In training the mind, it is crucial to overcome sceptical doubt. Doubt and uncertainty are powerful obstacles that must be dealt with. Investigation of the ‘first three fetters’ personality view, blind attachment to rules and practices and sceptical doubt1 is the way out of attachment practised by the Enlightened Ones. But at first you just understand these defilements from the books you still lack insight into how things truly are.

Investigating personality view is the way to go beyond the delusion that identifies the body as a self. This includes the attachment to viewing your own and other people’s bodies as having a solid self. Personality view refers to this thing you call yourself. It means attachment to the view that the body is a self. You must investigate this view until you gain a new understanding and can see the truth that attachment to the body is defilement, and that it obstructs the minds of all human beings from gaining insight into the Dhamma.

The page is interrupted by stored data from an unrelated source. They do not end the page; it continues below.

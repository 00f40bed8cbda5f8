//! # Logging モジュール
//!
//! 射撃計算ツールのログ管理機能を提供します。
//!
//! tracing-appender による非同期ファイル出力とコンソール出力を切り替えられます。
//! 計算結果のレポートは標準出力に直接書き出し、ログには探索の経過や設定内容を残します。
//!
//! ## 設定可能な出力先
//!
//! - `Console`: コンソール（標準エラー）のみ
//! - `File`: ファイルのみ（logs/cannon-calc.YYYY-MM-DD、JSON形式）
//! - `Both`: コンソールとファイルの両方

use std::str::FromStr;
use tracing::Level;
use tracing_appender::non_blocking::WorkerGuard;
use tracing_appender::{non_blocking, rolling};
use tracing_subscriber::{
    EnvFilter, Layer, Registry, fmt, layer::SubscriberExt, registry::LookupSpan,
    util::SubscriberInitExt,
};

/// ログ出力先の設定
#[derive(Debug, Clone, Copy, PartialEq)]
pub enum LogOutput {
    /// コンソールのみ
    Console,
    /// ファイルのみ
    File,
    /// コンソールとファイルの両方
    Both,
}

impl FromStr for LogOutput {
    type Err = String;

    fn from_str(s: &str) -> Result<Self, Self::Err> {
        match s.to_lowercase().as_str() {
            "console" | "stderr" => Ok(LogOutput::Console),
            "file" => Ok(LogOutput::File),
            "both" | "all" => Ok(LogOutput::Both),
            _ => Err(format!("無効な出力先: {}. 利用可能: console, file, both", s)),
        }
    }
}

/// ログ設定構造体
#[derive(Debug, Clone)]
pub struct LogConfig {
    /// ログレベル
    pub level: Level,
    /// 出力先
    pub output: LogOutput,
    /// ログファイルのディレクトリ（File または Both の場合）
    pub log_dir: String,
    /// ログファイル名のプレフィックス
    pub file_prefix: String,
}

impl Default for LogConfig {
    fn default() -> Self {
        Self {
            level: Level::WARN,
            output: LogOutput::Console,
            log_dir: "logs".to_string(),
            file_prefix: "cannon-calc".to_string(),
        }
    }
}

/// ログシステムを初期化
///
/// `RUST_LOG` が設定されていればそちらを優先します。
/// ファイル出力を使う場合は戻り値のガードを保持している間だけ書き込みが続きます。
pub fn init_logging(config: LogConfig) -> Result<Option<WorkerGuard>, Box<dyn std::error::Error>> {
    let env_filter = EnvFilter::try_from_default_env()
        .or_else(|_| EnvFilter::try_new(config.level.to_string()))
        .unwrap_or_else(|_| EnvFilter::new("warn"));

    match config.output {
        LogOutput::Console => {
            Registry::default()
                .with(env_filter)
                .with(console_layer())
                .try_init()?;
            Ok(None)
        }
        LogOutput::File => {
            ensure_log_directory(&config.log_dir)?;
            let file_appender = rolling::daily(&config.log_dir, &config.file_prefix);
            let (non_blocking_appender, guard) = non_blocking(file_appender);

            Registry::default()
                .with(env_filter)
                .with(
                    fmt::layer()
                        .with_writer(non_blocking_appender)
                        .with_target(true)
                        .with_thread_ids(false)
                        .json(),
                )
                .try_init()?;
            Ok(Some(guard))
        }
        LogOutput::Both => {
            ensure_log_directory(&config.log_dir)?;
            let file_appender = rolling::daily(&config.log_dir, &config.file_prefix);
            let (non_blocking_appender, guard) = non_blocking(file_appender);

            Registry::default()
                .with(env_filter)
                .with(console_layer())
                .with(
                    fmt::layer()
                        .with_writer(non_blocking_appender)
                        .with_target(true)
                        .with_thread_ids(false)
                        .json(),
                )
                .try_init()?;
            Ok(Some(guard))
        }
    }
}

/// コンソール（標準エラー）向けのレイヤー
fn console_layer<S>() -> impl Layer<S>
where
    S: tracing::Subscriber + for<'a> LookupSpan<'a>,
{
    fmt::layer()
        .with_writer(std::io::stderr)
        .with_target(true)
        .with_thread_ids(false)
        .with_file(false)
        .with_line_number(false)
        .compact()
}

/// ログレベルを文字列から解析
///
/// 無効な場合は WARN
pub fn parse_log_level(level_str: &str) -> Level {
    match level_str.to_lowercase().as_str() {
        "trace" => Level::TRACE,
        "debug" => Level::DEBUG,
        "info" => Level::INFO,
        "warn" => Level::WARN,
        "error" => Level::ERROR,
        _ => {
            eprintln!("警告: 無効なログレベル '{}'. WARNを使用します", level_str);
            Level::WARN
        }
    }
}

/// 詳細出力レベル（-v の回数）からログレベルを決める
pub fn level_for_verbosity(verbose_level: u8) -> Level {
    match verbose_level {
        0 => Level::WARN,
        1 => Level::INFO,
        2 => Level::DEBUG,
        _ => Level::TRACE,
    }
}

/// ログディレクトリを作成
pub fn ensure_log_directory(log_dir: &str) -> Result<(), std::io::Error> {
    std::fs::create_dir_all(log_dir)?;
    Ok(())
}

For this reason, before anything else the preceptor will instruct each new candidate for ordination to investigate five meditation objects: hair of the head, hair of the body, nails, teeth and skin. It is through contemplation and investigation that you develop insight into personality view. These objects form the most immediate basis for the attachment that creates the delusion of personality view. Contemplating them leads to the direct examination of personality view, and provides the means by which each generation of men and women who take up the instructions of the preceptor upon entering the monastic community can actually transcend personality view. But in the beginning you remain deluded, without insight, and hence are unable to penetrate personality view and see the truth of the way things are. You fail to see the truth because you still have a firm and unyielding attachment. It’s this attachment that sustains the delusion.

The Buddha taught us to transcend delusion. The way to transcend it is through clearly seeing the body for what it is. You must see with penetrating insight that the true nature of both your own body and other people’s bodies is essentially the same. There is no fundamental difference between peoples’ bodies. The body is just the body; it’s not a being, a self, yours or theirs. A body exists: you label it and give it a name. Then you attach and cling to it, with the view that it is your body or his or her body. You attach to the view that the body is permanent, and that it is something clean and pleasant. This attachment goes deep into the mind. This is the way that the mind clings to the body.

Personality view means that you are still caught in doubt and uncertainty about the body. Your insight hasn’t fully penetrated the delusion that sees the body as a self. As long as the delusion remains, you call the body a self or atta, and interpret your entire experience from the viewpoint that there is a solid, enduring entity which you call the self.